If world trade were behaving the way it used to, the global economy would be in crisis rather than just looking a touch wobbly.
During the 1990s and most of the 2000s, goods trade grew at about twice the rate of global gross domestic product. The financial crisis brought with it a massive 12 per cent contraction in trade volumes, which led to a great deal of hand-wringing about a repeat of the collapse in global commerce during the Great Depression. There was then a smart recovery in goods being shipped, which reassured many that business had returned to usual.
In fact, neither catastrophists nor optimists were right. While goods trade has expanded over the past five years, it has done no more than keep pace with the growth of the global economy. Economists and policymakers wondering whether this is a cause for alarm have generally concluded not.
Much of the slow growth in trade seems to be to do with the changing structures of supply chains, with China in particular taking internationally disaggregated production lines inside its economy. But it still means that, with global commerce shifting from manufacturing and agriculture to services and investment, the international rules of the game are struggling to keep up.
Ironically, given its disembodied nature, the rapid expansion of digitization from the 1990s seems to have facilitated trade in goods much more than in services. Instant communication of demand and production meant rapid and efficient manufacturing supply chains could snake around the world.
Cross-border flows of data are growing very quickly: the consultancy McKinsey estimates that by the end of 2016, businesses and individuals will send 20 times as much data around the world as in 2008. Yet while parts of some sectors like business services have seen considerable outsourcing, others such as legal and professional services, constrained as they tend to be by domestic regulation, are subject to much less international competition.
The reality is that globalization of much of the newer parts of the economy, particularly the service sector, has been held back by fragmented regulation and segmented markets. Attempts to unify different sets of rules have generally foundered on entrenched interests and the inertia that comes with regulatory frameworks that are time-consuming and politically difficult to change.

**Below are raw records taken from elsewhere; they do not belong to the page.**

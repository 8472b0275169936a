//! The transport seam.
//!
//! A [`RangingSession`][crate::session::RangingSession] never talks to a
//! radio directly: it drives a [`RangingTransport`], and the transport
//! translates between the device's protocol and [`RawPosition`] values in
//! canonical millimetres. Two implementations ship here, BLE characteristic
//! polling and the serial UWB line protocol, both over injectable link
//! traits so they can be exercised without hardware.

use std::time::Duration;

use async_trait::async_trait;
use rovos_types::RadioError;
use tracing::debug;

use crate::frame;
use crate::serial;

/// One decoded position reading, always in millimetres.
#[derive(Debug, Clone, Copy, PartialEq)]
pub struct RawPosition {
    pub x_mm: f64,
    pub y_mm: f64,
    pub z_mm: f64,
}

/// A device found during a scan.
#[derive(Debug, Clone, PartialEq, Eq)]
pub struct DeviceHandle {
    pub name: String,
    pub address: String,
}

/// Passive advertisement scanning. First name match wins; there is no
/// ranking among candidates.
#[async_trait]
pub trait DeviceScanner: Send {
    /// Collect advertisements for `timeout` and return the first device
    /// whose name contains `name_filter`, or `None` when nothing matched.
    async fn scan(
        &mut self,
        name_filter: &str,
        timeout: Duration,
    ) -> Result<Option<DeviceHandle>, RadioError>;
}

/// A connected ranging link producing position readings.
///
/// `read_sample` may suspend until the device has data. Implementations
/// surface protocol damage as [`RadioError::ReadMalformed`] (recoverable,
/// the session logs and continues) and dead links as
/// [`RadioError::LinkLost`] (the session reconnects).
#[async_trait]
pub trait RangingTransport: Send {
    async fn connect(&mut self) -> Result<(), RadioError>;
    async fn read_sample(&mut self) -> Result<RawPosition, RadioError>;
    async fn disconnect(&mut self);
    /// Human-readable link description for logs, e.g. `"ble:DC:0D:…"`.
    fn describe(&self) -> String;
}

// ---------------------------------------------------------------------------
// BLE characteristic transport
// ---------------------------------------------------------------------------

/// Low-level BLE operations the platform stack must provide.
#[async_trait]
pub trait BleLink: Send {
    async fn connect(&mut self) -> Result<(), RadioError>;
    async fn read_characteristic(&mut self, uuid: &str) -> Result<Vec<u8>, RadioError>;
    async fn disconnect(&mut self);
    fn address(&self) -> String;
}

/// [`RangingTransport`] that polls the location characteristic of a BLE tag
/// and decodes its fixed-layout frame.
pub struct BleTransport {
    link: Box<dyn BleLink>,
    /// Pause between characteristic reads; the tag refreshes at ~20 Hz.
    poll_interval: Duration,
}

impl BleTransport {
    pub fn new(link: Box<dyn BleLink>) -> Self {
        Self {
            link,
            poll_interval: Duration::from_millis(50),
        }
    }

    pub fn with_poll_interval(mut self, interval: Duration) -> Self {
        self.poll_interval = interval;
        self
    }
}

#[async_trait]
impl RangingTransport for BleTransport {
    async fn connect(&mut self) -> Result<(), RadioError> {
        self.link.connect().await
    }

    async fn read_sample(&mut self) -> Result<RawPosition, RadioError> {
        tokio::time::sleep(self.poll_interval).await;
        let payload = self.link.read_characteristic(frame::LOC_DATA_UUID).await?;
        frame::decode_location_frame(&payload)
    }

    async fn disconnect(&mut self) {
        self.link.disconnect().await;
    }

    fn describe(&self) -> String {
        format!("ble:{}", self.link.address())
    }
}

// ---------------------------------------------------------------------------
// Serial UWB transport
// ---------------------------------------------------------------------------

/// Line-oriented serial I/O the platform must provide.
#[async_trait]
pub trait LineIo: Send {
    /// Read the next line, or `None` when nothing is waiting yet.
    async fn read_line(&mut self) -> Result<Option<String>, RadioError>;
    async fn write_command(&mut self, bytes: &[u8]) -> Result<(), RadioError>;
    fn port(&self) -> String;
}

/// [`RangingTransport`] over the serial UWB module's ASCII shell.
pub struct SerialUwbTransport {
    io: Box<dyn LineIo>,
}

impl SerialUwbTransport {
    pub fn new(io: Box<dyn LineIo>) -> Self {
        Self { io }
    }
}

#[async_trait]
impl RangingTransport for SerialUwbTransport {
    async fn connect(&mut self) -> Result<(), RadioError> {
        // Two carriage returns wake the UART shell.
        self.io.write_command(serial::SHELL_WAKE).await?;
        tokio::time::sleep(Duration::from_millis(200)).await;
        self.io.write_command(serial::SHELL_WAKE).await?;
        debug!(port = %self.io.port(), "serial shell mode active");
        Ok(())
    }

    async fn read_sample(&mut self) -> Result<RawPosition, RadioError> {
        loop {
            let Some(line) = self.io.read_line().await? else {
                tokio::time::sleep(Duration::from_millis(10)).await;
                continue;
            };
            if line.trim() == serial::SHELL_PROMPT {
                self.io.write_command(serial::LEC_COMMAND).await?;
                continue;
            }
            // A malformed POS section propagates; the session logs and
            // retries. Everything else is chatter to skip.
            if let Some(pos) = serial::parse_dist_line(&line)? {
                return Ok(pos);
            }
        }
    }

    async fn disconnect(&mut self) {
        // Nothing to tear down; dropping the port handle closes it.
    }

    fn describe(&self) -> String {
        format!("serial:{}", self.io.port())
    }
}

#[cfg(test)]
mod tests {
    use super::*;
    use std::collections::VecDeque;

    use std::sync::{Arc, Mutex};

    struct ScriptedIo {
        lines: VecDeque<Option<String>>,
        commands: Arc<Mutex<Vec<Vec<u8>>>>,
    }

    #[async_trait]
    impl LineIo for ScriptedIo {
        async fn read_line(&mut self) -> Result<Option<String>, RadioError> {
            match self.lines.pop_front() {
                Some(line) => Ok(line),
                None => Err(RadioError::LinkLost("script exhausted".to_string())),
            }
        }

        async fn write_command(&mut self, bytes: &[u8]) -> Result<(), RadioError> {
            self.commands.lock().unwrap().push(bytes.to_vec());
            Ok(())
        }

        fn port(&self) -> String {
            "/dev/ttyTEST".to_string()
        }
    }

    fn scripted_with_log(
        lines: &[&str],
        commands: Arc<Mutex<Vec<Vec<u8>>>>,
    ) -> SerialUwbTransport {
        SerialUwbTransport::new(Box::new(ScriptedIo {
            lines: lines.iter().map(|l| Some(l.to_string())).collect(),
            commands,
        }))
    }

    fn scripted(lines: &[&str]) -> SerialUwbTransport {
        scripted_with_log(lines, Arc::default())
    }

    #[tokio::test]
    async fn serial_transport_returns_first_position() {
        let mut t = scripted(&[
            "INF,booted",
            "DIST,2,AN0,0F32,1.0,2.0,0.0,1.25",
            "DIST,4,POS,1.50,0.75,0.00,90",
        ]);
        let pos = t.read_sample().await.unwrap();
        assert_eq!(pos.x_mm, 1500.0);
        assert_eq!(pos.y_mm, 750.0);
    }

    #[tokio::test]
    async fn serial_prompt_triggers_lec_request() {
        let log = Arc::new(Mutex::new(Vec::new()));
        let mut t = scripted_with_log(
            &["dwm>", "DIST,4,POS,1.0,1.0,0.0,90"],
            Arc::clone(&log),
        );
        t.read_sample().await.unwrap();
        assert_eq!(log.lock().unwrap().as_slice(), &[serial::LEC_COMMAND.to_vec()]);
    }

    #[tokio::test]
    async fn serial_malformed_pos_propagates() {
        let mut t = scripted(&["DIST,4,POS,not-a-number,1.0,0.0,90"]);
        let err = t.read_sample().await.unwrap_err();
        assert!(matches!(err, RadioError::ReadMalformed(_)));
    }

    #[tokio::test]
    async fn serial_link_loss_propagates() {
        let mut t = scripted(&[]);
        let err = t.read_sample().await.unwrap_err();
        assert!(matches!(err, RadioError::LinkLost(_)));
    }

    #[tokio::test]
    async fn serial_connect_wakes_shell_twice() {
        let log = Arc::new(Mutex::new(Vec::new()));
        let mut t = scripted_with_log(&[], Arc::clone(&log));
        t.connect().await.unwrap();
        let written = log.lock().unwrap();
        assert_eq!(written.len(), 2);
        assert!(written.iter().all(|w| w == serial::SHELL_WAKE));
    }
}
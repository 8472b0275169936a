//! First-order exponential low-pass filter.
//!
//! `y_t = α·x_t + (1 − α)·y_{t−1}`, seeded with the first sample.

/// Default smoothing coefficient.
pub const DEFAULT_ALPHA: f64 = 0.1;

/// Exponential low-pass filter over a scalar signal.
#[derive(Debug, Clone)]
pub struct LowPass {
    alpha: f64,
    state: Option<f64>,
}

impl LowPass {
    /// Create a filter with coefficient `alpha` (clamped to `[0, 1]`).
    pub fn new(alpha: f64) -> Self {
        Self {
            alpha: alpha.clamp(0.0, 1.0),
            state: None,
        }
    }

    /// Feed one sample and return the filtered value.
    pub fn update(&mut self, value: f64) -> f64 {
        let next = match self.state {
            None => value,
            Some(prev) => self.alpha * value + (1.0 - self.alpha) * prev,
        };
        self.state = Some(next);
        next
    }

    /// Forget all history.
    pub fn reset(&mut self) {
        self.state = None;
    }
}

impl Default for LowPass {
    fn default() -> Self {
        Self::new(DEFAULT_ALPHA)
    }
}
impl MotionController {
    pub fn new(config: ControllerConfig, plan: WaypointPlan) -> Self {
        let (kp, ki, kd) = config.steering_gains;
        let steering = PidController::new(kp, ki, kd).with_integral_limit(config.integral_limit);
        let range = config.distance_gains.map(|(kp, ki, kd)| {
            PidController::new(kp, ki, kd).with_integral_limit(config.integral_limit)
        });
        Self {
            config,
            plan,
            state: ControlState::AwaitingFirstFix,
            frame_offset: None,
            steering,
            range,
            last_command: None,
            ticks: 0,
        }
    }

    pub fn state(&self) -> ControlState {
        self.state
    }

    /// Mission-frame position for an arena-frame fix.
    ///
    /// # Errors
    ///
    /// [`ControlError::NoFix`] before the first fix has frozen the frame.
    pub fn relative_position(&self, fix: (f64, f64)) -> Result<(f64, f64), ControlError> {
        let (ox, oy) = self.frame_offset.ok_or(ControlError::NoFix)?;
        Ok((fix.0 - ox, fix.1 - oy))
    }

    /// Run one control step.
    ///
    /// Emits at most one velocity command; advances at most one waypoint.
    /// A boundary violation stops the drive, turns the indicator off, moves
    /// the state to `Aborted`, and returns the violation so the caller can
    /// release the session.
    pub fn tick(
        &mut self,
        fix: Option<(f64, f64)>,
        drive: &mut dyn DriveActuator,
        dt: f64,
    ) -> Result<TickReport, ControlError> {
        self.ticks += 1;
        if matches!(self.state, ControlState::Arrived | ControlState::Aborted) {
            return Ok(self.report(None, None, None));
        }

        let Some(raw) = fix else {
            // No estimate this tick: hold the previous command, or stay put.
            let command = self.last_command.unwrap_or_else(VelocityCommand::stop);
            drive.drive(&command)?;
            debug!(tick = self.ticks, "no fix, holding previous command");
            return Ok(self.report(None, None, Some(command)));
        };

        if self.frame_offset.is_none() {
            // Align the plan with the rover: at the first fix the rover sits
            // on the plan's first waypoint by definition.
            let (ax, ay) = self
                .plan
                .current()
                .map(|w| (w.x_mm, w.y_mm))
                .unwrap_or((0.0, 0.0));
            info!(x_mm = raw.0, y_mm = raw.1, "first fix, plan aligned to start pose");
            self.frame_offset = Some((raw.0 - ax, raw.1 - ay));
            self.state = ControlState::Tracking;
        }

        if self.out_of_bounds(raw) {
            warn!(x_mm = raw.0, y_mm = raw.1, "boundary violation, aborting");
            // Stop the chassis before anything else.
            drive.drive(&VelocityCommand::stop())?;
            drive.set_indicator(Rgb::OFF)?;
            self.state = ControlState::Aborted;
            self.last_command = None;
            return Err(ControlError::BoundaryViolation {
                x_mm: raw.0,
                y_mm: raw.1,
            });
        }

        let position = self.relative_position(raw)?;

        let Some(target) = self.plan.current().cloned() else {
            return self.arrive(drive, position);
        };

        let range_mm = distance(position, (target.x_mm, target.y_mm));
        if range_mm < target.tolerance_mm {
            info!(
                waypoint = self.plan.index(),
                range_mm, "waypoint reached"
            );
            drive.set_indicator(target.color)?;
            let next = self.plan.advance().cloned();
            match next {
                None => return self.arrive(drive, position),
                Some(next) => {
                    if self.config.mode == ControlMode::DiscreteWaypoint {
                        // Settle for one tick before pursuing the next target.
                        let command = VelocityCommand::stop();
                        drive.drive(&command)?;
                        self.last_command = Some(command);
                        return Ok(self.report(Some(position), Some(next), Some(command)));
                    }
                    return self.pursue(drive, position, next, dt);
                }
            }
        }

        self.pursue(drive, position, target, dt)
    }

    fn pursue(
        &mut self,
        drive: &mut dyn DriveActuator,
        position: (f64, f64),
        target: Waypoint,
        dt: f64,
    ) -> Result<TickReport, ControlError> {
        let desired = angle_between(position, (target.x_mm, target.y_mm));
        let measured = self
            .last_command
            .as_ref()
            .map(|c| c.heading_deg)
            .unwrap_or(desired);
        // Steer along the short way round: the set-point is the measured
        // heading plus the wrapped error.
        self.steering
            .set_set_point(measured + wrap_degrees(desired - measured));
        let correction = self.steering.update(measured, dt);
        let heading_deg = wrap_degrees(measured + correction);

        let range_mm = distance(position, (target.x_mm, target.y_mm));
        let speed = match &mut self.range {
            Some(pid) => {
                pid.set_set_point(0.0);
                pid.update(-range_mm, dt).clamp(0.0, 100.0)
            }
            None => self.config.base_speed,
        };

        let command = VelocityCommand {
            speed,
            heading_deg,
            rotation: 0.0,
        };
        drive.drive(&command)?;
        drive.set_indicator(target.color)?;
        self.last_command = Some(command);
        Ok(self.report(Some(position), Some(target), Some(command)))
    }

    fn arrive(
        &mut self,
        drive: &mut dyn DriveActuator,
        position: (f64, f64),
    ) -> Result<TickReport, ControlError> {
        info!(ticks = self.ticks, "plan complete, arrived");
        drive.drive(&VelocityCommand::stop())?;
        drive.set_indicator(Rgb::OFF)?;
        self.state = ControlState::Arrived;
        self.last_command = None;
        Ok(self.report(Some(position), None, Some(VelocityCommand::stop())))
    }

    fn out_of_bounds(&self, raw: (f64, f64)) -> bool {
        let m = self.config.boundary_margin_mm;
        raw.0 < m
            || raw.0 > self.config.arena_width_mm - m
            || raw.1 < m
            || raw.1 > self.config.arena_height_mm - m
    }

    fn report(
        &self,
        position: Option<(f64, f64)>,
        target: Option<Waypoint>,
        command: Option<VelocityCommand>,
    ) -> TickReport {
        TickReport {
            tick: self.ticks,
            state: self.state,
            position,
            target,
            command,
            waypoint_index: self.plan.index(),
        }
    }
}
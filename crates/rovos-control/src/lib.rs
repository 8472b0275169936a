//! `rovos-control` – closed-loop motion control.
//!
//! Turns filtered position estimates into chassis velocity commands:
//!
//! - [`pid`] – the generic PID controller used for steering and range.
//! - [`geometry`] – heading/distance helpers (degrees, millimetres).
//! - [`waypoint`] – [`WaypointPlan`][waypoint::WaypointPlan] and
//!   choreography-row ingestion.
//! - [`actuator`] – the [`DriveActuator`][actuator::DriveActuator] seam and
//!   its simulated stand-in.
//! - [`controller`] – the [`MotionController`][controller::MotionController]
//!   state machine and the [`ControlLoop`][controller::ControlLoop] tick.

pub mod actuator;
pub mod controller;
pub mod geometry;
pub mod pid;
pub mod waypoint;

pub use actuator::{DriveActuator, SimDrive};
pub use controller::{ControlLoop, ControlMode, ControlState, ControllerConfig, MotionController, TickReport};
pub use pid::PidController;
pub use waypoint::{ChoreoRow, WaypointPlan};
//! [`WaypointPlan`] – the ordered target list for one mission.
//!
//! Plans are built either directly from [`Waypoint`]s or from choreography
//! rows (`time_ms, x_m, y_m, red, green, blue`), whose coordinates are in
//! metres and are converted to canonical millimetres exactly once, here.
//! The cursor only ever moves forward and only the motion controller moves
//! it.

use rovos_types::{Rgb, Waypoint};

/// Default arrival tolerance applied to choreography rows.
pub const DEFAULT_TOLERANCE_MM: f64 = 100.0;

/// One row of an ingested choreography table.
#[derive(Debug, Clone, Copy, PartialEq)]
pub struct ChoreoRow {
    pub time_ms: u64,
    pub x_m: f64,
    pub y_m: f64,
    pub red: u8,
    pub green: u8,
    pub blue: u8,
}

/// Ordered waypoint list with a forward-only cursor.
#[derive(Debug, Clone)]
pub struct WaypointPlan {
    waypoints: Vec<Waypoint>,
    cursor: usize,
}

impl WaypointPlan {
    pub fn new(waypoints: Vec<Waypoint>) -> Self {
        Self {
            waypoints,
            cursor: 0,
        }
    }

    /// Build a plan from choreography rows, ordered by `time_ms`.
    /// Coordinates are metres and become millimetres here.
    pub fn from_rows(rows: &[ChoreoRow], tolerance_mm: f64) -> Self {
        let mut rows: Vec<ChoreoRow> = rows.to_vec();
        rows.sort_by_key(|r| r.time_ms);
        let waypoints = rows
            .into_iter()
            .map(|r| Waypoint {
                x_mm: r.x_m * 1000.0,
                y_mm: r.y_m * 1000.0,
                color: Rgb(r.red, r.green, r.blue),
                tolerance_mm,
            })
            .collect();
        Self::new(waypoints)
    }

    /// The waypoint currently being pursued, or `None` when the plan is
    /// complete.
    pub fn current(&self) -> Option<&Waypoint> {
        self.waypoints.get(self.cursor)
    }

    /// Move the cursor to the next waypoint and return it.
    pub fn advance(&mut self) -> Option<&Waypoint> {
        if self.cursor < self.waypoints.len() {
            self.cursor += 1;
        }
        self.current()
    }

    pub fn is_complete(&self) -> bool {
        self.cursor >= self.waypoints.len()
    }

    /// Zero-based index of the current waypoint.
    pub fn index(&self) -> usize {
        self.cursor
    }

    pub fn len(&self) -> usize {
        self.waypoints.len()
    }

    pub fn is_empty(&self) -> bool {
        self.waypoints.is_empty()
    }
}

For example: in both the Trans-Pacific Partnership it has negotiated with eleven other Asia-Pacific countries and the Transatlantic Trade and Investment Partnership it is hammering out with the EU, the US has argued that trade in financial services is a key part of the global economy. Yet there is no appetite in the US for substantially reopening the Dodd-Frank Act to aid harmonization of international practices.
Only recently has the apparatus of trade negotiations turned itself towards the modern services trade. The Doha round of trade talks which died a merciful death last year after 15 years of negotiations focused mainly on agricultural and manufactured goods. Talks over a smaller plurilateral services agreement were launched in 2012, but are a long way from conclusion. Meanwhile, the attempt to harmonize regulations in the TTIP is foundering on differences in the way the EU and US set their rules.
Global patterns of trade are changing, and the rapid growth in goods exports and imports in the two decades before the global financial crisis may never return. If globalization in services is to replicate that already achieved in goods, the rules that govern it must change too.